**TASK GOAL:** The line containing "pub const GROUP: &str" marks the end: quote every line from the start of the records below through it, word for word.

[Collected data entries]
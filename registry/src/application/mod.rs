//! The Application resource: strategies, reference validation and the
//! stores that serve it.

use std::sync::Arc;

use anyhow::Result;
use resources::objects::application::Application;

use crate::{
    registry::{scheme::SchemeBuilder, GenericStore, Scheme},
    storage::Storage,
};

pub mod references;
pub mod strategy;
pub mod validation;

pub use self::{
    references::{ClusterGetter, Lookup, LookupError, NamespacedGetter, ReferenceClients},
    strategy::{ApplicationStatusStrategy, ApplicationStrategy},
    validation::{ApplicationValidator, BackendErrorPolicy, ReferenceError},
};

pub const PLURAL: &str = "applications";
pub const GROUP: &str = "datafoundry.io";

pub fn register(builder: SchemeBuilder) -> SchemeBuilder {
    builder.register::<Application>(PLURAL, GROUP, true)
}

/// Main store plus the status subresource store, sharing one backend.
#[derive(Clone)]
pub struct ApplicationStorage {
    pub applications: GenericStore<Application>,
    pub status: GenericStore<Application>,
}

impl ApplicationStorage {
    pub fn new(
        scheme: &Scheme,
        storage: Arc<dyn Storage>,
        clients: Arc<ReferenceClients>,
        policy: BackendErrorPolicy,
    ) -> Result<Self> {
        let validator = ApplicationValidator::new(clients, policy);
        let applications =
            GenericStore::new(scheme, storage, Arc::new(ApplicationStrategy::new(validator)))?;
        let status = applications.with_update_strategy(Arc::new(ApplicationStatusStrategy));
        Ok(ApplicationStorage {
            applications,
            status,
        })
    }
}

#[cfg(test)]
mod tests {
    use resources::objects::application::{ApplicationPhase, Item};

    use super::{
        validation::tests::{application, fake_clients, FakeGetter},
        *,
    };
    use crate::{
        registry::{Context, StoreError},
        storage::MemoryStorage,
    };

    fn storage_with(pods: &[&str]) -> ApplicationStorage {
        let found: Vec<(&str, Result<(), LookupError>)> =
            pods.iter().map(|key| (*key, Ok(()))).collect();
        let (clients, ..) = fake_clients(FakeGetter::with(&found), FakeGetter::default());
        let scheme = register(Scheme::builder("/registry")).build().unwrap();
        ApplicationStorage::new(
            &scheme,
            Arc::new(MemoryStorage::new()),
            Arc::new(clients),
            BackendErrorPolicy::FailOpen,
        )
        .unwrap()
    }

    #[tokio::test]
    async fn create_checks_references() {
        let store = storage_with(&["dev/web-0"]).applications;
        let ctx = Context::with_namespace("dev");

        let created = store
            .create(&ctx, application("", vec![Item::new("Pod", "web-0")]))
            .await
            .unwrap();
        assert_eq!(created.status.phase, ApplicationPhase::New);

        let mut missing = application("", vec![Item::new("Pod", "xx")]);
        missing.metadata.name = format!("{}-2", created.metadata.name);
        match store.create(&ctx, missing).await.unwrap_err() {
            StoreError::Invalid { errors, .. } => {
                assert_eq!(errors.len(), 1);
                assert!(errors.to_string().contains("resource Pod=xx not found."));
            },
            other => panic!("unexpected error {:?}", other),
        }
    }

    #[tokio::test]
    async fn update_rejects_namespace_change() {
        let store = storage_with(&["dev/web-0"]).applications;
        let ctx = Context::with_namespace("dev");
        let mut app = store
            .create(&ctx, application("", vec![Item::new("Pod", "web-0")]))
            .await
            .unwrap();

        app.metadata.namespace = "prod".to_string();
        match store.update(&ctx, app.clone()).await.unwrap_err() {
            StoreError::Invalid { errors, .. } => {
                assert_eq!(errors.len(), 1);
                assert!(errors.to_string().contains("metadata.namespace"));
            },
            other => panic!("unexpected error {:?}", other),
        }

        // without a request namespace the key follows the object
        let err = store.update(&Context::new(), app).await.unwrap_err();
        assert!(err.is_not_found());
    }

    #[tokio::test]
    async fn status_is_written_through_status_store() {
        let storage = storage_with(&["dev/web-0", "dev/web-1"]);
        let ctx = Context::with_namespace("dev");
        let created = storage
            .applications
            .create(&ctx, application("", vec![Item::new("Pod", "web-0")]))
            .await
            .unwrap();

        // the main store ignores status changes
        let mut activated = created.clone();
        activated.status.phase = ApplicationPhase::Active;
        let updated = storage.applications.update(&ctx, activated).await.unwrap();
        assert_eq!(updated.status.phase, ApplicationPhase::New);

        // the status store ignores spec changes
        let mut activated = updated.clone();
        activated.status.phase = ApplicationPhase::Active;
        activated.spec.items.clear();
        let updated = storage.status.update(&ctx, activated).await.unwrap();
        assert_eq!(updated.status.phase, ApplicationPhase::Active);
        assert_eq!(updated.spec, created.spec);

        let mut grown = updated.clone();
        grown.spec.items.push(Item::new("Pod", "web-1"));
        let grown = storage.applications.update(&ctx, grown).await.unwrap();
        assert_eq!(grown.status.phase, ApplicationPhase::Updating);
        assert_eq!(grown.spec.items.len(), 2);
    }

    #[tokio::test]
    async fn status_store_cannot_create() {
        let storage = storage_with(&[]);
        let ctx = Context::with_namespace("dev");
        let err = storage
            .status
            .update(&ctx, application("", vec![]))
            .await
            .unwrap_err();
        assert!(err.is_not_found());
    }
}
/// Name rule for Applications: a DNS label of at least
/// [`MIN_APPLICATION_NAME_LEN`] characters.
pub fn validate_application_name(name: &str) -> Vec<String> {
    let reasons = name_is_dns_label(name);
    if !reasons.is_empty() {
        return reasons;
    }
    if name.chars().count() < MIN_APPLICATION_NAME_LEN {
        return vec![format!(
            "must be at least {} characters long",
            MIN_APPLICATION_NAME_LEN
        )];
    }
    Vec::new()
}

/// Checks kind and name of every item, stopping at the first bad one.
pub fn validate_item_kinds(items: &[Item]) -> Result<(), ReferenceError> {
    for item in items {
        if item.item_kind().is_none() {
            return Err(ReferenceError::UnsupportedKind(item.kind.clone()));
        }
        if item.name.chars().count() < MIN_ITEM_NAME_LEN {
            return Err(ReferenceError::InvalidName {
                name: item.name.clone(),
                reasons: vec![format!(
                    "item name must be at least {} characters long",
                    MIN_ITEM_NAME_LEN
                )],
            });
        }
        let reasons = name_is_dns_label(&item.name);
        if !reasons.is_empty() {
            return Err(ReferenceError::InvalidName {
                name: item.name.clone(),
                reasons,
            });
        }
    }
    Ok(())
}

/// Looks up every item, stopping at the first one that does not exist.
///
/// Items of unsupported kinds are skipped. Namespaced kinds are looked up in
/// `namespace`. How lookup failures other than not-found are handled
/// depends on `policy`.
pub async fn validate_item_existence(
    ctx: &Context,
    namespace: &str,
    items: &[Item],
    clients: &ReferenceClients,
    policy: BackendErrorPolicy,
) -> Result<(), ReferenceError> {
    for item in items {
        let kind = match item.item_kind() {
            Some(kind) => kind,
            None => {
                tracing::debug!("Skipping lookup of unsupported item {}", item);
                continue;
            },
        };
        let result = match clients.lookup(kind) {
            Lookup::Namespaced(getter) => ctx.run(getter.get(namespace, &item.name)).await?,
            Lookup::Cluster(getter) => ctx.run(getter.get(&item.name)).await?,
        };
        match result {
            Ok(()) => {},
            Err(LookupError::NotFound) => {
                return Err(ReferenceError::NotFound {
                    kind: item.kind.clone(),
                    name: item.name.clone(),
                })
            },
            Err(LookupError::Unavailable(cause)) => match policy {
                BackendErrorPolicy::FailOpen => {
                    tracing::warn!(
                        "Failed to look up {} in namespace {}, assuming it exists: {}",
                        item,
                        namespace,
                        cause
                    );
                },
                BackendErrorPolicy::FailClosed => {
                    return Err(ReferenceError::BackendUnavailable {
                        kind: item.kind.clone(),
                        name: item.name.clone(),
                        cause,
                    })
                },
            },
        }
    }
    Ok(())
}

fn items_value(items: &[Item]) -> String {
    items
        .iter()
        .map(|item| item.to_string())
        .collect::<Vec<_>>()
        .join(",")
}

/// Validation entry point for Applications.
#[derive(Clone)]
pub struct ApplicationValidator {
    clients: Arc<ReferenceClients>,
    policy: BackendErrorPolicy,
}

impl ApplicationValidator {
    pub fn new(clients: Arc<ReferenceClients>, policy: BackendErrorPolicy) -> Self {
        ApplicationValidator {
            clients,
            policy,
        }
    }

    /// Runs metadata, item and reference checks in that order and
    /// collects everything they report.
    pub async fn validate(&self, ctx: &Context, app: &Application) -> ErrorList {
        let mut errs = validate_object_meta(&app.metadata, true, validate_application_name);
        let items = &app.spec.items;

        if let Err(err) = validate_item_kinds(items) {
            errs.push(FieldError::invalid(
                ITEMS_FIELD,
                &items_value(items),
                &err.to_string(),
            ));
        }

        // a missing namespace is already reported above
        if app.metadata.namespace.is_empty() {
            return errs;
        }
        if let Err(err) = validate_item_existence(
            ctx,
            &app.metadata.namespace,
            items,
            &self.clients,
            self.policy,
        )
        .await
        {
            errs.push(FieldError::invalid(
                ITEMS_FIELD,
                &items_value(items),
                &err.to_string(),
            ));
        }
        errs
    }

    /// Update checks: immutable metadata and name legality.
    /// Items are not looked up again.
    pub fn validate_update(&self, app: &Application, old: &Application) -> ErrorList {
        let mut errs = validate_object_meta_update(&app.metadata, &old.metadata);
        errs.extend(validate_object_meta(
            &app.metadata,
            true,
            name_is_dns_label,
        ));
        errs
    }
}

**EXERCISE RESULT:**
filename registry/src/application/mod.rs
//! The Application resource: strategies, reference validation and the
//! stores that serve it.

use std::sync::Arc;

use anyhow::Result;
use resources::objects::application::Application;

use crate::{
    registry::{scheme::SchemeBuilder, GenericStore, Scheme},
    storage::Storage,
};

pub mod references;
pub mod strategy;
pub mod validation;

pub use self::{
    references::{ClusterGetter, Lookup, LookupError, NamespacedGetter, ReferenceClients},
    strategy::{ApplicationStatusStrategy, ApplicationStrategy},
    validation::{ApplicationValidator, BackendErrorPolicy, ReferenceError},
};

pub const PLURAL: &str = "applications";
pub const GROUP: &str = "datafoundry.io";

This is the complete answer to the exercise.